EXERCISE :: Each line below needs to be repeated precisely as it is.

---+---

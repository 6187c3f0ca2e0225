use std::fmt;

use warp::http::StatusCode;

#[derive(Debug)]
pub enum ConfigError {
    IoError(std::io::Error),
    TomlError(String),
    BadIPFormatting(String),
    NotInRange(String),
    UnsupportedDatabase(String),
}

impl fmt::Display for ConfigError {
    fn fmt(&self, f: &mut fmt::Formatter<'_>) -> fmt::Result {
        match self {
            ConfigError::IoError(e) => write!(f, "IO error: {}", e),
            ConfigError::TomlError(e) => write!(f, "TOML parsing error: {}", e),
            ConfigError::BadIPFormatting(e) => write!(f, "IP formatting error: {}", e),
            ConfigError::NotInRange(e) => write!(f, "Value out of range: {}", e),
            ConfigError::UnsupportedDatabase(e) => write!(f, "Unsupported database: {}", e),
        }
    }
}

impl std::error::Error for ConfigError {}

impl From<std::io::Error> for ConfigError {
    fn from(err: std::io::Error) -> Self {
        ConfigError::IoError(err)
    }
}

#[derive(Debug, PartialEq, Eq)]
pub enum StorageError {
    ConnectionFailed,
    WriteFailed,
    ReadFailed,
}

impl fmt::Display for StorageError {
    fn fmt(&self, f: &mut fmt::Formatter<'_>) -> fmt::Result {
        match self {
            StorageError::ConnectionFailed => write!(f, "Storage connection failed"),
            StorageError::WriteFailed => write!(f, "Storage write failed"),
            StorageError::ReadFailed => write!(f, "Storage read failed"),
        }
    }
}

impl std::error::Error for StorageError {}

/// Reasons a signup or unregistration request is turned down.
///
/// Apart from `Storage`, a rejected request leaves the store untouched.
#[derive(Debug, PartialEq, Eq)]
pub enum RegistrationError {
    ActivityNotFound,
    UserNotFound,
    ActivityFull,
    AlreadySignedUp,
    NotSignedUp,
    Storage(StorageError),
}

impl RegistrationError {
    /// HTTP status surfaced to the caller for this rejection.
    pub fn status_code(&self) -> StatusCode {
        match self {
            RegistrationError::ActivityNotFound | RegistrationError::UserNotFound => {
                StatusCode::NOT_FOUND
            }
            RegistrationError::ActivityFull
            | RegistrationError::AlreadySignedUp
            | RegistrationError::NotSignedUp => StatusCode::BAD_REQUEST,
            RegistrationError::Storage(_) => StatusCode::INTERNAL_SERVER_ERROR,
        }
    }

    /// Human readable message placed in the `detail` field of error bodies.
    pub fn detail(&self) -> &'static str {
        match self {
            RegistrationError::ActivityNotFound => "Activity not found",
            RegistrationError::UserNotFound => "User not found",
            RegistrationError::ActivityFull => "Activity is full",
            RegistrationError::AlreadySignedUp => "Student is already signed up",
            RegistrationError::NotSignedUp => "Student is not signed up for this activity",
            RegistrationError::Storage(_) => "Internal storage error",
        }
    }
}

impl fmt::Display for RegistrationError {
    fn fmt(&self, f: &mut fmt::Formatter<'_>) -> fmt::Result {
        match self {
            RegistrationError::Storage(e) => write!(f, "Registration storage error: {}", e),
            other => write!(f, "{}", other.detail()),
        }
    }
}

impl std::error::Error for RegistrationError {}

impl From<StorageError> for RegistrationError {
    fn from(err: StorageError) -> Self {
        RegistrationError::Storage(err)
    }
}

---+---

ANSWER TO THE PROBLEM ::
repository 6187c3f0ca2e0225
use std::fmt;

use warp::http::StatusCode;

#[derive(Debug)]
pub enum ConfigError {
    IoError(std::io::Error),
    TomlError(String),
    BadIPFormatting(String),
    NotInRange(String),
    UnsupportedDatabase(String),
}

impl fmt::Display for ConfigError {
    fn fmt(&self, f: &mut fmt::Formatter<'_>) -> fmt::Result {
        match self {
            ConfigError::IoError(e) => write!(f, "IO error: {}", e),
            ConfigError::TomlError(e) => write!(f, "TOML parsing error: {}", e),
            ConfigError::BadIPFormatting(e) => write!(f, "IP formatting error: {}", e),
            ConfigError::NotInRange(e) => write!(f, "Value out of range: {}", e),
            ConfigError::UnsupportedDatabase(e) => write!(f, "Unsupported database: {}", e),
        }
    }
}

impl std::error::Error for ConfigError {}

impl From<std::io::Error> for ConfigError {
    fn from(err: std::io::Error) -> Self {
        ConfigError::IoError(err)
    }
}

#[derive(Debug, PartialEq, Eq)]
pub enum StorageError {
    ConnectionFailed,
    WriteFailed,
    ReadFailed,
}

impl fmt::Display for StorageError {
    fn fmt(&self, f: &mut fmt::Formatter<'_>) -> fmt::Result {
        match self {
            StorageError::ConnectionFailed => write!(f, "Storage connection failed"),
            StorageError::WriteFailed => write!(f, "Storage write failed"),
            StorageError::ReadFailed => write!(f, "Storage read failed"),
        }
    }
}

impl std::error::Error for StorageError {}

/// Reasons a signup or unregistration request is turned down.
///
/// Apart from `Storage`, a rejected request leaves the store untouched.
#[derive(Debug, PartialEq, Eq)]
pub enum RegistrationError {
    ActivityNotFound,
    UserNotFound,
    ActivityFull,
    AlreadySignedUp,
    NotSignedUp,
    Storage(StorageError),
}

impl RegistrationError {
    /// HTTP status surfaced to the caller for this rejection.
    pub fn status_code(&self) -> StatusCode {
        match self {
            RegistrationError::ActivityNotFound | RegistrationError::UserNotFound => {
                StatusCode::NOT_FOUND
            }
            RegistrationError::ActivityFull
            | RegistrationError::AlreadySignedUp
            | RegistrationError::NotSignedUp => StatusCode::BAD_REQUEST,
            RegistrationError::Storage(_) => StatusCode::INTERNAL_SERVER_ERROR,
        }
    }

    /// Human readable message placed in the `detail` field of error bodies.
    pub fn detail(&self) -> &'static str {
        match self {
            RegistrationError::ActivityNotFound => "Activity not found",
            RegistrationError::UserNotFound => "User not found",
            RegistrationError::ActivityFull => "Activity is full",
            RegistrationError::AlreadySignedUp => "Student is already signed up",
            RegistrationError::NotSignedUp => "Student is not signed up for this activity",
            RegistrationError::Storage(_) => "Internal storage error",
        }
    }
}

impl fmt::Display for RegistrationError {
    fn fmt(&self, f: &mut fmt::Formatter<'_>) -> fmt::Result {
        match self {
            RegistrationError::Storage(e) => write!(f, "Registration storage error: {}", e),
            other => write!(f, "{}", other.detail()),
        }
    }
}

impl std::error::Error for RegistrationError {}

impl From<StorageError> for RegistrationError {
    fn from(err: StorageError) -> Self {
        RegistrationError::Storage(err)
    }
}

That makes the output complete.